Dalam perspektif ini, bisa dikatakan ini adalah sebuah drama kebohongan yang terorganisir. Dan drama kebohongan itu ternyata tak hanya umum di dunia politik, tetapi juga di kalangan akademik. Hal itu tentu patut disayangkan.
Lantas, sudah hilangkah benih-benih kejujuran bangsa ini? Tentu pertanyaan itu tak mudah dijawab. Karena, memang tindakan jujur sudah dikalahkan oleh kecurangan. Sungguh miris kalau begitu jika budaya tidakjujur ini hidup di dunia akademik. Padahal, dunia akademik idealnya tempat persemaian bibit kejujuran yang diharapkan mampu diterapkan dalam kehidupan bermasyarakat, berbangsa, dan bernegara.
Sejauh ini kita belum pernah berfikir bahwa membengkaknya ketidakjujuran menunjukkan bahwa negeri ini memang negeri yang telah gagal dalam bidang edukasi, yang ditunjukkan dengan mutu lulusan yang kurang berkualitas. Oleh karena itu, ketika kita mengetahui banyak kaum terdidik yang terjerumus dalam lembah pemalsuan, kompilasi, maupun plagiarisme maka perlu adanya sebuah mata pelajaran character building (membangun karakter) bagi para insan akademik untuk menciptakan para akademisi yang kapabel dalam intelegensi dan unggul dalm moralitas.
Revitalisasi itu memang perlu. Namun, kita harus menyadari bahwa persoalan kejujuran akademik, sampai kapanpun tetap akan selalu ada. Sebab kejujuran akademik adalah masalah kejujuran hati nurani. Biar bagaimanapun kebijakan yang digulirkan lembaga pendidikan dengan tujuan mengeliminasi setiap ruang ketidakjujuran kadang pula kurang memberikan timbal balik positif. Karena tetap saja sebenarnya yang bisa mengontrol kejujuran akademik tersebut adalah diri pribadi sebagai pelaku dalam dunia pendidikan itu sendiri.

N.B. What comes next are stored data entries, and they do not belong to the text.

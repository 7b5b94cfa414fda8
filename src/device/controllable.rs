//! Ownership wrapper binding one identity to one driver.
//!
//! [`Controllable<D>`] owns its driver exclusively, caches the capability snapshot
//! taken on connect, and tears the driver down in a fixed order:
//!
//! ```text
//! disconnect (if connected) -> drop connection subscription -> release() -> drop
//! ```
//!
//! Detaching the subscription before `release()` means a backend firing a late
//! notification never reaches a half torn-down wrapper.

use tokio::sync::watch;

use crate::device::{DeviceId, DriverRegistry};
use crate::drivers::Contract;
use crate::error::{AppResult, ImagingError};

/// Typed wrapper around a driver that caches its capabilities while connected.
pub struct Controllable<D: ?Sized + Contract> {
    device: DeviceId,
    driver: Option<Box<D>>,
    connection_rx: Option<watch::Receiver<bool>>,
    capabilities: D::Capabilities,
    disposed: bool,
}

impl<D: ?Sized + Contract> Controllable<D> {
    /// Instantiate the driver for `device` through `registry`.
    ///
    /// Fails fast: there is no partially usable wrapper without a driver.
    pub fn new(device: DeviceId, registry: &DriverRegistry) -> AppResult<Self> {
        if device.kind() != D::KIND {
            return Err(ImagingError::DriverInstantiation {
                device: device.encode(),
                reason: format!("expected a {} device", D::KIND),
            });
        }
        let driver = D::from_any(registry.instantiate(&device)?).map_err(|other| {
            ImagingError::DriverInstantiation {
                device: device.encode(),
                reason: format!("backend returned a {} driver", other.kind()),
            }
        })?;
        Ok(Self::from_driver(device, driver))
    }

    /// Wrap an already instantiated driver.
    pub fn from_driver(device: DeviceId, driver: Box<D>) -> Self {
        let connection_rx = driver.connection_events();
        Self {
            device,
            driver: Some(driver),
            connection_rx: Some(connection_rx),
            capabilities: D::Capabilities::default(),
            disposed: false,
        }
    }

    /// Identity this wrapper was built for
    pub fn device(&self) -> &DeviceId {
        &self.device
    }

    /// The typed driver handle, until the wrapper is disposed.
    pub fn driver(&self) -> AppResult<&D> {
        self.driver
            .as_deref()
            .ok_or_else(|| ImagingError::Disposed(self.device.encode()))
    }

    /// Capability snapshot from the last successful connect.
    ///
    /// `Default` before the first connect and after a disconnect.
    pub fn capabilities(&self) -> &D::Capabilities {
        &self.capabilities
    }

    /// Connection state as of the last connect or refresh
    pub fn is_connected(&self) -> bool {
        self.driver.as_ref().is_some_and(|driver| driver.is_connected())
    }

    /// Whether the driver has been released
    pub fn is_disposed(&self) -> bool {
        self.disposed
    }

    /// Connect or disconnect through the driver.
    ///
    /// The capability snapshot is only refreshed when the driver call succeeds.
    pub async fn set_connected(&mut self, connected: bool) -> AppResult<()> {
        let snapshot = {
            let driver = self.driver()?;
            driver
                .set_connected(connected)
                .await
                .map_err(|err| ImagingError::Connection {
                    device: self.device.encode(),
                    reason: format!("{:#}", err),
                })?;
            if connected {
                driver.capability_snapshot()
            } else {
                D::Capabilities::default()
            }
        };
        self.capabilities = snapshot;
        if let Some(rx) = self.connection_rx.as_mut() {
            // Our own transition, already reflected in the snapshot.
            rx.borrow_and_update();
        }

        tracing::debug!(device = %self.device, connected, "Connection changed");
        Ok(())
    }

    /// Apply pending connection-changed notifications from the backend.
    ///
    /// A spontaneous disconnect clears the capability snapshot; a reconnect that
    /// happened behind our back takes a fresh one.
    pub fn refresh(&mut self) {
        let Some(rx) = self.connection_rx.as_mut() else {
            return;
        };
        if !rx.has_changed().unwrap_or(false) {
            return;
        }
        let connected = *rx.borrow_and_update();
        match (connected, self.driver.as_deref()) {
            (true, Some(driver)) => self.capabilities = driver.capability_snapshot(),
            _ => self.capabilities = D::Capabilities::default(),
        }
        tracing::info!(device = %self.device, connected, "Backend reported connection change");
    }

    /// Connect unless the driver already reports a live connection.
    pub async fn ensure_connected(&mut self) -> AppResult<()> {
        self.refresh();
        if self.is_connected() {
            return Ok(());
        }
        self.set_connected(true).await
    }

    /// Disconnect and release the driver. Idempotent.
    ///
    /// Every step runs even if an earlier one failed; the first failure is
    /// returned.
    pub async fn dispose(&mut self) -> AppResult<()> {
        if self.disposed {
            return Ok(());
        }
        self.disposed = true;
        let Some(driver) = self.driver.take() else {
            return Ok(());
        };

        let mut first_error = None;
        if driver.is_connected() {
            if let Err(err) = driver.set_connected(false).await {
                tracing::warn!(device = %self.device, error = %err, "Disconnect during dispose failed");
                first_error.get_or_insert(ImagingError::Connection {
                    device: self.device.encode(),
                    reason: format!("{:#}", err),
                });
            }
        }

        self.connection_rx = None;
        self.capabilities = D::Capabilities::default();

        if let Err(err) = driver.release().await {
            tracing::warn!(device = %self.device, error = %err, "Driver release failed");
            first_error.get_or_insert(ImagingError::unhandled(err));
        }
        drop(driver);

        tracing::debug!(device = %self.device, "Disposed");
        first_error.map_or(Ok(()), Err)
    }
}

impl<D: ?Sized + Contract> Drop for Controllable<D> {
    fn drop(&mut self) {
        if self.driver.is_some() {
            tracing::debug!(device = %self.device, "Controllable dropped without dispose");
        }
    }
}

#[cfg(test)]
mod tests {
    use super::*;
    use crate::device::DeviceKind;
    use crate::drivers::{Camera, Mount};

    fn sim(kind: DeviceKind) -> DeviceId {
        DeviceId::new(kind, "0", "sim", "sim").unwrap()
    }

    #[tokio::test]
    async fn test_capabilities_zero_until_connected() {
        let registry = DriverRegistry::with_simulators();
        let mut mount: Controllable<dyn Mount> =
            Controllable::new(sim(DeviceKind::Mount), &registry).unwrap();

        assert!(!mount.capabilities().can_set_tracking);
        mount.set_connected(true).await.unwrap();
        assert!(mount.capabilities().can_set_tracking);

        mount.set_connected(false).await.unwrap();
        assert!(!mount.capabilities().can_set_tracking);
        mount.dispose().await.unwrap();
    }

    #[tokio::test]
    async fn test_kind_mismatch_fails_construction() {
        let registry = DriverRegistry::with_simulators();
        let result: AppResult<Controllable<dyn Camera>> =
            Controllable::new(sim(DeviceKind::Mount), &registry);
        assert!(matches!(
            result,
            Err(ImagingError::DriverInstantiation { .. })
        ));
    }

    #[tokio::test]
    async fn test_dispose_disconnects_and_is_idempotent() {
        let registry = DriverRegistry::with_simulators();
        let mut camera: Controllable<dyn Camera> =
            Controllable::new(sim(DeviceKind::Camera), &registry).unwrap();
        camera.ensure_connected().await.unwrap();
        assert!(camera.is_connected());

        camera.dispose().await.unwrap();
        assert!(camera.is_disposed());
        assert!(!camera.is_connected());
        assert!(matches!(camera.driver(), Err(ImagingError::Disposed(_))));

        camera.dispose().await.unwrap();
    }
}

Sekali lagi, keberhasilan karir seseorang dalam dunia pendidikan, jika ia melandaskan diri dari aktivitas ketidakjujuran dalam memperoleh hasil akademis, maka sejatinya ia berdiri pada hasil yang tidak hakiki. Sampai kapanpun kepalsuan atas apa yang dilakukan, akan senantiasa terus terngiang selama hidup. Itu artinya siapapun orangnya, jika ia melakukan ketidakjujuran akademik, ia akan selalu mengingat peristiwa itu, yang pada akhirnya membuat ketidaknyamanan dalam memori hidupnya sendiri. Oleh karenanya penanaman kejujuran akademis haruslah dimulai sejak dini dan oleh diri sendiri. Wallahu a’lam []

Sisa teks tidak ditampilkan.